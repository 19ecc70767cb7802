pub mod barbecue;
pub mod transport;

// Re-export commonly used types
pub use crate::barbecue::config::BbqConfig;
pub use crate::barbecue::grill::{Barbecue, ChaoticGrill, GrillAction, GrillEvent, ParticipantId};
pub use crate::barbecue::ordered::OrderedGrill;
pub use crate::barbecue::simulation::{BbqReport, BbqSimulation};
pub use crate::transport::error::TransportError;
pub use crate::transport::fleet::{DeliveryEstimate, DeliveryOrder, DispatchReceipt, Fleet};
pub use crate::transport::location::{Location, LocationId, RouteMap};
pub use crate::transport::transporter::{LiquidCargoTransporter, TankTruck, Transporter};
use bbqsim::{
    DeliveryOrder, Fleet, LiquidCargoTransporter, Location, RouteMap, TankTruck, Transporter,
};

fn main() -> Result<(), Box<dyn std::error::Error>> {
    env_logger::Builder::from_default_env()
        .filter_level(log::LevelFilter::Info)
        .format_timestamp(None)
        .init();

    println!("🚚 Starting Supply Run");

    // The venue sits on the mainland, the campsite is an offshore island
    let mut map = RouteMap::new();
    map.add_location(Location::new("depot", 0.0, 0.0));
    map.add_location(Location::new("riverside_park", 12.0, 5.0));
    map.add_location(Location::new("ferry_terminal", 20.0, 0.0));
    map.add_location(Location::new("harbor_island", 28.0, 21.0));
    map.add_overland_route("depot", "riverside_park")?;
    map.add_overland_route("depot", "ferry_terminal")?;
    map.add_overland_route("riverside_park", "ferry_terminal")?;

    let mut fleet = Fleet::new();
    fleet.add(Box::new(TankTruck::new("truck-1", 5000, 2, 10000, "depot")));
    fleet.add(Box::new(TankTruck::new("truck-2", 3000, 1, 6000, "depot")));
    fleet.add(Box::new(LiquidCargoTransporter::new(
        "barge",
        12000,
        4,
        30000,
        "ferry_terminal",
    )));
    println!("Fleet size: {}", fleet.len());

    // A truck on its own cannot make the island trip
    let mut lone_truck = TankTruck::new("truck-3", 5000, 2, 10000, "depot");
    match lone_truck.go_to(&"harbor_island".to_string(), &map) {
        Ok(cost) => println!("truck-3 made it for {:.2}?!", cost),
        Err(e) => println!("As expected: {}", e),
    }

    for destination in ["riverside_park", "harbor_island"] {
        println!("\nQuotes for {}:", destination);
        for estimate in fleet.estimate(&map, &destination.to_string()) {
            match estimate.outcome {
                Ok(cost) => println!("  {}: {:.2}", estimate.transporter, cost),
                Err(e) => println!("  {}: {}", estimate.transporter, e),
            }
        }
    }

    let orders = vec![
        DeliveryOrder::new("riverside_park", 800, 1200), // lemonade for the guests
        DeliveryOrder::new("harbor_island", 400, 900),   // propane for the campsite grill
    ];

    println!();
    for order in &orders {
        match fleet.dispatch(&map, order) {
            Ok(receipt) => println!(
                "✅ {} -> {} by {} for {:.2}",
                receipt.order_id, order.destination, receipt.transporter, receipt.cost
            ),
            Err(e) => println!("❌ {} undeliverable: {}", order.id, e),
        }
    }

    Ok(())
}
use log::info;

use super::error::TransportError;
use super::location::{LocationId, RouteMap};

/// A vehicle that moves liquid cargo between locations on the map
pub trait Transporter: Send + Sync {
    fn name(&self) -> &str;

    fn max_load_weight(&self) -> u32;

    fn cost_per_kilometre(&self) -> u32;

    fn tank_capacity_litres(&self) -> u32;

    fn current_location(&self) -> &LocationId;

    fn relocate(&mut self, destination: LocationId);

    /// What it would cost to travel to the destination, without moving.
    /// Mode-specific preconditions (overland reachability and the like)
    /// are checked here.
    fn route_cost(&self, destination: &LocationId, map: &RouteMap) -> Result<f64, TransportError>;

    /// Travel to the destination and return the cost of the trip
    fn go_to(&mut self, destination: &LocationId, map: &RouteMap) -> Result<f64, TransportError> {
        let cost = self.route_cost(destination, map)?;
        info!(
            "{} travels {} -> {} for {:.2}",
            self.name(),
            self.current_location(),
            destination,
            cost
        );
        self.relocate(destination.clone());
        Ok(cost)
    }
}

/// Base liquid cargo vehicle. Travels in a straight line and carries no
/// mode restriction, which also covers barges and the like.
pub struct LiquidCargoTransporter {
    name: String,
    max_load_weight: u32,
    cost_per_kilometre: u32,
    tank_capacity_litres: u32,
    current_location: LocationId,
}

impl LiquidCargoTransporter {
    pub fn new(
        name: impl Into<String>,
        max_load_weight: u32,
        cost_per_kilometre: u32,
        tank_capacity_litres: u32,
        current_location: impl Into<LocationId>,
    ) -> Self {
        Self {
            name: name.into(),
            max_load_weight,
            cost_per_kilometre,
            tank_capacity_litres,
            current_location: current_location.into(),
        }
    }
}

impl Transporter for LiquidCargoTransporter {
    fn name(&self) -> &str {
        &self.name
    }

    fn max_load_weight(&self) -> u32 {
        self.max_load_weight
    }

    fn cost_per_kilometre(&self) -> u32 {
        self.cost_per_kilometre
    }

    fn tank_capacity_litres(&self) -> u32 {
        self.tank_capacity_litres
    }

    fn current_location(&self) -> &LocationId {
        &self.current_location
    }

    fn relocate(&mut self, destination: LocationId) {
        self.current_location = destination;
    }

    fn route_cost(&self, destination: &LocationId, map: &RouteMap) -> Result<f64, TransportError> {
        let from = map
            .location(&self.current_location)
            .ok_or_else(|| TransportError::UnknownLocation(self.current_location.clone()))?;
        let to = map
            .location(destination)
            .ok_or_else(|| TransportError::UnknownLocation(destination.clone()))?;
        Ok(from.distance_to(to) * f64::from(self.cost_per_kilometre))
    }
}

/// A truck carrying liquid cargo. Trucks only travel on roads, so the
/// destination must be reachable overland before the base vehicle gets to
/// move anywhere.
pub struct TankTruck {
    inner: LiquidCargoTransporter,
}

impl TankTruck {
    pub fn new(
        name: impl Into<String>,
        max_load_weight: u32,
        cost_per_kilometre: u32,
        tank_capacity_litres: u32,
        current_location: impl Into<LocationId>,
    ) -> Self {
        Self {
            inner: LiquidCargoTransporter::new(
                name,
                max_load_weight,
                cost_per_kilometre,
                tank_capacity_litres,
                current_location,
            ),
        }
    }
}

impl Transporter for TankTruck {
    fn name(&self) -> &str {
        self.inner.name()
    }

    fn max_load_weight(&self) -> u32 {
        self.inner.max_load_weight()
    }

    fn cost_per_kilometre(&self) -> u32 {
        self.inner.cost_per_kilometre()
    }

    fn tank_capacity_litres(&self) -> u32 {
        self.inner.tank_capacity_litres()
    }

    fn current_location(&self) -> &LocationId {
        self.inner.current_location()
    }

    fn relocate(&mut self, destination: LocationId) {
        self.inner.relocate(destination);
    }

    fn route_cost(&self, destination: &LocationId, map: &RouteMap) -> Result<f64, TransportError> {
        if !map.contains(destination) {
            return Err(TransportError::UnknownLocation(destination.clone()));
        }
        if !map.reachable_overland(self.inner.current_location(), destination) {
            return Err(TransportError::UnreachableByTransporter {
                reason: "Trucks cannot cross oceans".to_string(),
                transporter: self.name().to_string(),
                destination: destination.clone(),
            });
        }
        self.inner.route_cost(destination, map)
    }
}

#[cfg(test)]
mod tests {
    use super::*;
    use crate::transport::location::Location;

    fn coastal_map() -> RouteMap {
        let mut map = RouteMap::new();
        map.add_location(Location::new("depot", 0.0, 0.0));
        map.add_location(Location::new("town", 30.0, 40.0));
        map.add_location(Location::new("island", 5.0, 12.0));
        map.add_overland_route("depot", "town").unwrap();
        map
    }

    #[test]
    fn test_base_cost_is_distance_times_rate() {
        let map = coastal_map();
        let mut barge = LiquidCargoTransporter::new("barge", 8000, 3, 20000, "depot");
        let cost = barge.go_to(&"town".to_string(), &map).unwrap();
        assert_eq!(cost, 150.0);
        assert_eq!(barge.current_location(), "town");
    }

    #[test]
    fn test_truck_refuses_offshore_destination() {
        let map = coastal_map();
        let mut truck = TankTruck::new("truck-1", 5000, 2, 10000, "depot");
        let result = truck.go_to(&"island".to_string(), &map);
        assert!(matches!(
            result,
            Err(TransportError::UnreachableByTransporter { .. })
        ));
        // The precondition failed, so the truck must not have moved
        assert_eq!(truck.current_location(), "depot");
    }

    #[test]
    fn test_truck_reports_unknown_destination() {
        let map = coastal_map();
        let mut truck = TankTruck::new("truck-1", 5000, 2, 10000, "depot");
        let result = truck.go_to(&"atlantis".to_string(), &map);
        assert!(matches!(result, Err(TransportError::UnknownLocation(_))));
    }
}
use log::{debug, warn};
use std::sync::Mutex;
use uuid::Uuid;

pub type ParticipantId = String;

/// What happened in one recorded grill operation
#[derive(Debug, Clone, PartialEq, Eq)]
pub enum GrillEvent {
    Approached,
    SteppedAway,
    Designated,
}

/// One entry in the grill's action history
#[derive(Debug, Clone)]
pub struct GrillAction {
    pub id: String,
    pub participant: ParticipantId,
    pub event: GrillEvent,
}

/// The three grill operations shared by all grill implementations
pub trait Barbecue: Send + Sync {
    /// Designate the participant allowed to take the next turn
    fn set_next_active(&self, next_in_line: &ParticipantId);

    /// Take position at the grill
    fn approach_safely(&self, participant: &ParticipantId);

    /// Leave the grill again
    fn step_away_safely(&self, participant: &ParticipantId);

    /// Who is currently designated to take the next turn
    fn next_in_line(&self) -> ParticipantId;

    /// Everything that happened at the grill so far, in order
    fn history(&self) -> Vec<GrillAction>;

    /// How often a participant approached out of turn or while the grill was occupied
    fn collision_count(&self) -> u64;
}

struct GrillState {
    next_in_line: ParticipantId,
    at_grill: Vec<ParticipantId>,
    history: Vec<GrillAction>,
    collisions: u64,
}

impl GrillState {
    fn record(&mut self, participant: &ParticipantId, event: GrillEvent) {
        self.history.push(GrillAction {
            id: Uuid::new_v4().to_string(),
            participant: participant.clone(),
            event,
        });
    }
}

/// A grill without any turn arbitration: every approach proceeds immediately,
/// regardless of whose turn it is or whether someone is already standing at
/// the grill. Out-of-turn and overlapping approaches are counted as
/// collisions. The interior `Mutex` only keeps the bookkeeping consistent.
pub struct ChaoticGrill {
    state: Mutex<GrillState>,
}

impl ChaoticGrill {
    /// Create a grill with the given participant designated to go first
    pub fn new(first_participant: ParticipantId) -> Self {
        Self {
            state: Mutex::new(GrillState {
                next_in_line: first_participant,
                at_grill: Vec::new(),
                history: Vec::new(),
                collisions: 0,
            }),
        }
    }
}

impl Barbecue for ChaoticGrill {
    fn set_next_active(&self, next_in_line: &ParticipantId) {
        let mut state = self.state.lock().unwrap();
        state.next_in_line = next_in_line.clone();
        state.record(next_in_line, GrillEvent::Designated);
        debug!("next at the grill: {}", next_in_line);
    }

    fn approach_safely(&self, participant: &ParticipantId) {
        let mut state = self.state.lock().unwrap();
        if !state.at_grill.is_empty() || *participant != state.next_in_line {
            state.collisions += 1;
            warn!(
                "{} approached out of turn (next in line: {}, at grill: {:?})",
                participant, state.next_in_line, state.at_grill
            );
        }
        state.at_grill.push(participant.clone());
        state.record(participant, GrillEvent::Approached);
        debug!("{} approached the grill", participant);
    }

    fn step_away_safely(&self, participant: &ParticipantId) {
        let mut state = self.state.lock().unwrap();
        state.at_grill.retain(|p| p != participant);
        state.record(participant, GrillEvent::SteppedAway);
        debug!("{} stepped away from the grill", participant);
    }

    fn next_in_line(&self) -> ParticipantId {
        self.state.lock().unwrap().next_in_line.clone()
    }

    fn history(&self) -> Vec<GrillAction> {
        self.state.lock().unwrap().history.clone()
    }

    fn collision_count(&self) -> u64 {
        self.state.lock().unwrap().collisions
    }
}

* _TASK_
Search the data above for the word "Mutex", then gather each line in which it appears.

* _SOLUTION TO THE PROBLEM_
use std::sync::Mutex;
/// collisions. The interior `Mutex` only keeps the bookkeeping consistent.
    state: Mutex<GrillState>,
            state: Mutex::new(GrillState {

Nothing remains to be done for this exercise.